In our study, the etiological diagnosis found was peritonitis by appendicular perforation (51.4%) followed by gastric perforation (14.6%). Similar results were reported by Harouna Y et al. in Niger that appendicular perforation was the main etiology [8] . Similarly, Kante et al. [24] , in Mali, found the same etiology in 42.5% of patients. Several other Africans, including Katungu S.N et al. in the Democratic Republic of Congo, reported only jejuno-ileal perforation, followed by gastric perforation and then appendicular perforation [25] . In our study, analgesia and intraoperative maintenance were provided by 100% fentanyl and halothane. Our results can be superimposed on those of Boulay et al. who had shown that in most rapid induction protocols, opioids are administered only after protection of the airways due to the emetogenic effects [15] . Postoperative complications in our study were dominated by hypotension (53%), desaturation (32.4%) and delayed awakening (20%).
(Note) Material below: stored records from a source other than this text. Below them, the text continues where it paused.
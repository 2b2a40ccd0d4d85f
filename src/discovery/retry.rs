//! Bounded backoff for throttled API calls

use std::future::Future;
use tracing::warn;

use crate::aws::ApiResult;
use crate::config::RetryPolicy;

/// Run `call` until it succeeds, fails with a non-retryable error, or the
/// retry budget is spent. Only throttling is retried.
pub async fn with_backoff<T, F, Fut>(policy: &RetryPolicy, operation: &str, mut call: F) -> ApiResult<T>
where
    F: FnMut() -> Fut,
    Fut: Future<Output = ApiResult<T>>,
{
    let mut attempt = 0;
    loop {
        match call().await {
            Err(e) if e.is_retryable() && attempt < policy.max_retries => {
                attempt += 1;
                let delay = policy.delay_for_attempt(attempt);
                warn!(
                    operation = %operation,
                    attempt = attempt,
                    delay_ms = delay.as_millis() as u64,
                    error = %e,
                    "Throttled, backing off"
                );
                tokio::time::sleep(delay).await;
            }
            other => return other,
        }
    }
}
Intraoperative incidents and accidents in our study were dominated by hypotension (10%), difficult intubation (8%) and cardiac arrest (0.5%). In a study by Ibrahima Gaye et al. [26] in 2016, similar incidents were reported. Our incident and accident rates are much lower than that observed in Diop FNM et al. [27] . This is due to the fact that our patients are in a state of severe hypovolemia on admission on the one hand, and on the other hand, to the quality of the preoperative preparation. In our study, the vasoactive amines ephedrine and norepinephrine were used alone or in combination to correct arterial hypotension. Blood transfusion was required intraoperatively in 51.4% of patients. According to Gérard et al., emergency transfusion, which must follow a protocol based solely on an arbitrary hemoglobin value, cannot be recommended. It is the physiological context of the patient that makes it possible to specify the indication [28] .
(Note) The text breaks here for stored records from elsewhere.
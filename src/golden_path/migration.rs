//! Schema upgrades for stored golden paths
//!
//! Upgrades run on the raw JSON value before typed deserialization. Fields an
//! older schema never recorded are filled with explicit "unknown" markers,
//! never with values inferred from other fields.

use serde_json::{json, Map, Value};
use tracing::info;

use super::document::SCHEMA_VERSION;
use crate::error::EngineError;

/// Schema version recorded in a raw document
pub fn stored_version(doc: &Value) -> Result<u32, EngineError> {
    doc.get("schema_version")
        .and_then(Value::as_u64)
        .and_then(|v| u32::try_from(v).ok())
        .ok_or_else(|| EngineError::InvalidGoldenPath("missing or invalid schema_version".to_string()))
}

/// Bring `doc` up to [`SCHEMA_VERSION`]. Returns whether anything changed.
pub fn upgrade(doc: &mut Value) -> Result<bool, EngineError> {
    let version = stored_version(doc)?;
    if version > SCHEMA_VERSION {
        return Err(EngineError::SchemaVersion {
            found: version,
            supported: SCHEMA_VERSION,
        });
    }
    if version == SCHEMA_VERSION {
        return Ok(false);
    }
    if version == 0 {
        return Err(EngineError::InvalidGoldenPath("schema_version 0 is not a golden path".to_string()));
    }

    let root = doc
        .as_object_mut()
        .ok_or_else(|| EngineError::InvalidGoldenPath("document is not an object".to_string()))?;

    if version < 2 {
        upgrade_v1(root)?;
    }
    if version < 3 {
        upgrade_v2(root)?;
    }

    root.insert("schema_version".to_string(), json!(SCHEMA_VERSION));
    info!(from = version, to = SCHEMA_VERSION, "Golden path schema upgraded");
    Ok(true)
}

/// v1 had no directionality, connection detail or use-case on patterns, and
/// no assertions, warnings or hub router on the document
fn upgrade_v1(root: &mut Map<String, Value>) -> Result<(), EngineError> {
    root.entry("hub_router_id").or_insert(Value::Null);
    root.entry("assertions").or_insert_with(|| json!([]));
    root.entry("warnings").or_insert_with(|| json!([]));

    for pattern in patterns_mut(root)? {
        pattern.entry("directionality").or_insert_with(|| json!("unknown"));
        pattern.entry("detail").or_insert_with(|| json!({ "detail": "unknown" }));
        pattern.entry("use_case").or_insert(Value::Null);
        pattern.entry("traffic").or_insert(Value::Null);
    }

    // Derived counts are rebuilt by the store after deserialization
    root.remove("summary");
    Ok(())
}

/// v2 never read security groups, so the ports they admit are unknown
fn upgrade_v2(root: &mut Map<String, Value>) -> Result<(), EngineError> {
    for pattern in patterns_mut(root)? {
        pattern.entry("ports_allowed").or_insert(Value::Null);
    }
    Ok(())
}

fn patterns_mut(root: &mut Map<String, Value>) -> Result<Vec<&mut Map<String, Value>>, EngineError> {
    root.get_mut("patterns")
        .and_then(Value::as_array_mut)
        .ok_or_else(|| EngineError::InvalidGoldenPath("patterns missing".to_string()))?
        .iter_mut()
        .map(|pattern| {
            pattern
                .as_object_mut()
                .ok_or_else(|| EngineError::InvalidGoldenPath("pattern is not an object".to_string()))
        })
        .collect()
}

#[cfg(test)]
mod tests {
    use super::*;

    #[test]
    fn test_current_version_is_untouched() {
        let mut doc = json!({ "schema_version": SCHEMA_VERSION, "patterns": [] });
        let before = doc.clone();
        assert!(!upgrade(&mut doc).unwrap());
        assert_eq!(doc, before);
    }

    #[test]
    fn test_newer_version_is_rejected() {
        let mut doc = json!({ "schema_version": SCHEMA_VERSION + 1 });
        match upgrade(&mut doc) {
            Err(EngineError::SchemaVersion { found, supported }) => {
                assert_eq!(found, SCHEMA_VERSION + 1);
                assert_eq!(supported, SCHEMA_VERSION);
            }
            other => panic!("unexpected result {other:?}"),
        }
    }

    #[test]
    fn test_v1_fields_default_to_unknown() {
        let mut doc = json!({
            "schema_version": 1,
            "patterns": [{ "connection_id": "pcx-1", "use_case": "backup" }],
            "summary": { "total": 1 }
        });
        assert!(upgrade(&mut doc).unwrap());

        assert_eq!(doc["schema_version"], json!(SCHEMA_VERSION));
        assert_eq!(doc["assertions"], json!([]));
        assert!(doc.get("summary").is_none());
        let pattern = &doc["patterns"][0];
        assert_eq!(pattern["directionality"], json!("unknown"));
        assert_eq!(pattern["detail"], json!({ "detail": "unknown" }));
        assert_eq!(pattern["use_case"], json!("backup"));
        assert_eq!(pattern["traffic"], Value::Null);
        assert_eq!(pattern["ports_allowed"], Value::Null);
    }

    #[test]
    fn test_v2_allowed_ports_are_unknown_not_empty() {
        let mut doc = json!({
            "schema_version": 2,
            "assertions": [],
            "patterns": [
                { "connection_id": "pcx-1", "directionality": "both" },
                { "connection_id": "pcx-2", "ports_allowed": [5432] }
            ],
            "summary": { "total": 2 }
        });
        assert!(upgrade(&mut doc).unwrap());

        assert_eq!(doc["schema_version"], json!(3));
        assert_eq!(doc["patterns"][0]["ports_allowed"], Value::Null);
        assert_eq!(doc["patterns"][0]["directionality"], json!("both"));
        assert_eq!(doc["patterns"][1]["ports_allowed"], json!([5432]));
        // Only v1 lacked a trustworthy summary
        assert_eq!(doc["summary"], json!({ "total": 2 }));
    }

    #[test]
    fn test_missing_version_is_invalid() {
        let mut doc = json!({ "patterns": [] });
        assert!(matches!(upgrade(&mut doc), Err(EngineError::InvalidGoldenPath(_))));
    }
}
All patients received postoperatively a combination of paracetamol 1g and tramadol 100 mg intravenously. This result could be explained by the availability and accessibility of these drugs easily.
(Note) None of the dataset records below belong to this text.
#[async_trait]
impl CredentialSource for RecordedFleet {
    async fn authenticate(&self, account_id: &str) -> Result<IssuedCredentials, ApiError> {
        *self
            .authentications
            .lock()
            .unwrap_or_else(|e| e.into_inner())
            .entry(account_id.to_string())
            .or_insert(0) += 1;

        if self.denied.contains(account_id) {
            return Err(ApiError::AccessDenied(format!(
                "no role could be assumed in account {}",
                account_id
            )));
        }
        let network = self
            .networks
            .get(account_id)
            .ok_or_else(|| ApiError::AccessDenied(format!("no credentials for account {}", account_id)))?;

        let client: Arc<dyn NetworkApi> = network.clone();
        Ok(IssuedCredentials {
            client,
            expires_at: Instant::now() + self.credential_lifetime,
        })
    }
}

/// Canned fleets shared by the module tests
#[cfg(test)]
pub(crate) mod samples {
    use super::*;
    use crate::types::Account;

    pub const HUB: &str = "111111111111";
    pub const SPOKE: &str = "222222222222";
    pub const DATA: &str = "333333333333";

    pub fn vpc(vpc_id: &str, owner: &str, cidr: &str) -> VpcInfo {
        VpcInfo {
            vpc_id: vpc_id.to_string(),
            owner_id: owner.to_string(),
            cidr_blocks: vec![cidr.to_string()],
            is_default: false,
            dns_support: true,
            dns_hostnames: true,
            subnet_count: 2,
            tags: BTreeMap::new(),
        }
    }

    pub fn default_vpc(owner: &str) -> VpcInfo {
        VpcInfo {
            is_default: true,
            ..vpc("vpc-default", owner, "172.31.0.0/16")
        }
    }

    pub fn attachment(id: &str, vpc_id: &str, vpc_owner: &str) -> HubAttachment {
        HubAttachment {
            attachment_id: id.to_string(),
            router_id: "tgw-1".to_string(),
            vpc_id: vpc_id.to_string(),
            vpc_owner_id: vpc_owner.to_string(),
            router_owner_id: Some(HUB.to_string()),
            state: "available".to_string(),
        }
    }

    pub fn hub_route(cidr: &str, attachment_id: &str) -> HubRoute {
        HubRoute {
            destination_cidr: cidr.to_string(),
            attachment_id: Some(attachment_id.to_string()),
            state: "active".to_string(),
        }
    }

    pub fn vpc_routes(vpc_id: &str, routes: &[(&str, &str)]) -> VpcRouteTable {
        VpcRouteTable {
            route_table_id: format!("rtb-{}", vpc_id),
            vpc_id: vpc_id.to_string(),
            routes: routes
                .iter()
                .map(|(cidr, target)| VpcRoute {
                    destination_cidr: cidr.to_string(),
                    target: target.to_string(),
                })
                .collect(),
        }
    }

    pub fn interface(id: &str, vpc_id: &str, owner: &str, description: &str) -> NetworkInterface {
        NetworkInterface {
            interface_id: id.to_string(),
            vpc_id: vpc_id.to_string(),
            owner_id: owner.to_string(),
            status: "in-use".to_string(),
            description: description.to_string(),
        }
    }

    /// Group admitting tcp `ports` in the given direction from anywhere
    pub fn security_group(group_id: &str, vpc_id: &str, ingress: &[u16], egress: &[u16]) -> SecurityGroup {
        let rules = |ports: &[u16]| {
            ports
                .iter()
                .map(|port| SecurityGroupRule {
                    protocol: "tcp".to_string(),
                    from_port: Some(*port),
                    to_port: Some(*port),
                    cidr_blocks: vec!["10.0.0.0/8".to_string()],
                    source_groups: Vec::new(),
                })
                .collect()
        };
        SecurityGroup {
            group_id: group_id.to_string(),
            group_name: group_id.to_string(),
            vpc_id: vpc_id.to_string(),
            ingress: rules(ingress),
            egress: rules(egress),
        }
    }

    /// Hub account owning tgw-1, spoke attached to it with routes both ways
    pub fn hub_topology() -> AccountTopology {
        let mut hub_route_tables = BTreeMap::new();
        hub_route_tables.insert(
            "tgw-1".to_string(),
            vec![HubRouteTable {
                route_table_id: "tgw-rtb-1".to_string(),
                associations: vec!["tgw-attach-hub".to_string(), "tgw-attach-spoke".to_string()],
                routes: vec![
                    hub_route("10.0.0.0/16", "tgw-attach-hub"),
                    hub_route("10.1.0.0/16", "tgw-attach-spoke"),
                ],
            }],
        );

        AccountTopology {
            vpcs: vec![default_vpc(HUB), vpc("vpc-hub", HUB, "10.0.0.0/16")],
            vpc_route_tables: vec![vpc_routes(
                "vpc-hub",
                &[("10.0.0.0/16", "local"), ("10.1.0.0/16", "tgw-1")],
            )],
            hub_attachments: vec![
                attachment("tgw-attach-hub", "vpc-hub", HUB),
                attachment("tgw-attach-spoke", "vpc-spoke", SPOKE),
            ],
            hub_route_tables,
            network_interfaces: vec![interface("eni-hub", "vpc-hub", HUB, "ELB app/hub")],
            ..Default::default()
        }
    }

    pub fn spoke_topology() -> AccountTopology {
        AccountTopology {
            vpcs: vec![vpc("vpc-spoke", SPOKE, "10.1.0.0/16")],
            vpc_route_tables: vec![vpc_routes(
                "vpc-spoke",
                &[("10.1.0.0/16", "local"), ("0.0.0.0/0", "tgw-1")],
            )],
            hub_attachments: vec![attachment("tgw-attach-spoke", "vpc-spoke", SPOKE)],
            network_interfaces: vec![interface(
                "eni-spoke",
                "vpc-spoke",
                SPOKE,
                "AWS Lambda VPC ENI-spoke-fn",
            )],
            flow_records: [(
                "vpc-spoke".to_string(),
                vec![FlowRecord {
                    src_addr: "10.1.2.10".to_string(),
                    dst_addr: "10.0.4.20".to_string(),
                    dst_port: 443,
                    protocol: "6".to_string(),
                    bytes: 4_096,
                    packets: 12,
                }],
            )]
            .into_iter()
            .collect(),
            ..Default::default()
        }
    }

    fn peering() -> PeeringConnection {
        PeeringConnection {
            peering_id: "pcx-backup".to_string(),
            status: "active".to_string(),
            requester: PeeringSide {
                vpc_id: "vpc-spoke".to_string(),
                owner_id: SPOKE.to_string(),
                cidr_block: Some("10.1.0.0/16".to_string()),
            },
            accepter: PeeringSide {
                vpc_id: "vpc-data".to_string(),
                owner_id: DATA.to_string(),
                cidr_block: Some("10.2.0.0/16".to_string()),
            },
            tags: [("UseCase".to_string(), "database-backup".to_string())]
                .into_iter()
                .collect(),
        }
    }

    /// Spoke peered with a data account, traffic on 3306 and 5432
    pub fn peered_spoke_topology() -> AccountTopology {
        let mut topology = spoke_topology();
        topology.hub_attachments.clear();
        topology.peering_connections.push(peering());
        topology.flow_records.insert(
            "vpc-spoke".to_string(),
            vec![FlowRecord {
                src_addr: "10.1.2.10".to_string(),
                dst_addr: "10.2.0.15".to_string(),
                dst_port: 3306,
                protocol: "6".to_string(),
                bytes: 1_000,
                packets: 10,
            }],
        );
        topology
    }

    pub fn data_topology() -> AccountTopology {
        AccountTopology {
            vpcs: vec![vpc("vpc-data", DATA, "10.2.0.0/16")],
            peering_connections: vec![peering()],
            network_interfaces: vec![interface("eni-data", "vpc-data", DATA, "RDS network interface")],
            flow_records: [(
                "vpc-data".to_string(),
                vec![FlowRecord {
                    src_addr: "10.2.0.15".to_string(),
                    dst_addr: "10.1.2.10".to_string(),
                    dst_port: 5432,
                    protocol: "6".to_string(),
                    bytes: 2_000,
                    packets: 20,
                }],
            )]
            .into_iter()
            .collect(),
            ..Default::default()
        }
    }

    /// Data account attached to tgw-1 as a second spoke
    pub fn data_spoke_topology() -> AccountTopology {
        AccountTopology {
            vpcs: vec![vpc("vpc-data", DATA, "10.2.0.0/16")],
            vpc_route_tables: vec![vpc_routes(
                "vpc-data",
                &[("10.2.0.0/16", "local"), ("0.0.0.0/0", "tgw-1")],
            )],
            hub_attachments: vec![attachment("tgw-attach-data", "vpc-data", DATA)],
            network_interfaces: vec![interface("eni-data", "vpc-data", DATA, "RDS network interface")],
            ..Default::default()
        }
    }

    /// Hub with the data spoke sharing tgw-rtb-1
    pub fn hub_with_data_spoke() -> AccountTopology {
        let mut hub = hub_topology();
        hub.hub_attachments.push(attachment("tgw-attach-data", "vpc-data", DATA));
        for table in hub.hub_route_tables.values_mut().flatten() {
            table.associations.push("tgw-attach-data".to_string());
            table.routes.push(hub_route("10.2.0.0/16", "tgw-attach-data"));
        }
        hub
    }

    pub fn hub_and_spoke_fleet() -> RecordedFleet {
        RecordedFleet::new()
            .with_account(HUB, hub_topology())
            .with_account(SPOKE, spoke_topology())
    }

    pub fn peered_fleet() -> RecordedFleet {
        RecordedFleet::new()
            .with_account(SPOKE, peered_spoke_topology())
            .with_account(DATA, data_topology())
    }

    pub fn hub_accounts() -> Vec<Account> {
        vec![
            Account::new(HUB, "network-hub", "us-east-1"),
            Account::new(SPOKE, "workload", "us-east-1"),
        ]
    }

    pub fn peered_accounts() -> Vec<Account> {
        vec![
            Account::new(SPOKE, "workload", "us-east-1"),
            Account::new(DATA, "data", "us-east-1"),
        ]
    }
}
Overall mortality in our study was 3.2% of patients. This mortality involved three ASA 4U patients, two ASA 3U patients and one cardiac arrest in the operating room. Several authors [6] [26] report similar mortality [24] [29] found high mortality, respectively 17.5% and 12%. This agrees with the results of Solomkin et al. who had shown that the main issue in the initial management of peritonitis is the control of the infectious source, that any delay in surgical management as well as incomplete control of the source of infection, inappropriate antibiotic therapy would lead to complications and worsen the prognosis or even death [30] . This mortality rate in our study could be explained by the delay in consultation and therefore diagnosis on the one hand, and on the other hand, by the infectious state which leads to multiple visceral failures. Our study presents weaknesses in the initial management of peritonitis in the emergency room and limits. These weaknesses related to the absence of carrying out complete biological assessments, the use of ultrasound and CT as less diagnostic, limit insofar as it did not evaluate the long-term complications and the prognosis. Also the absence of bacteriological results from intraoperative samples which could have modified the therapy.

5. Conclusion

Peritonitis is a medico-surgical emergency. Anesthetic care is complex and provided mostly by senior anesthesia technicians. The delay in consultation and therefore in diagnosis are the factors of poor prognosis. Appendicular perforation peritonitis remains the leading cause. Raising awareness could improve morbidity and mortality.

Conflicts of Interest

The authors declare no conflicts of interest regarding the publication of this paper.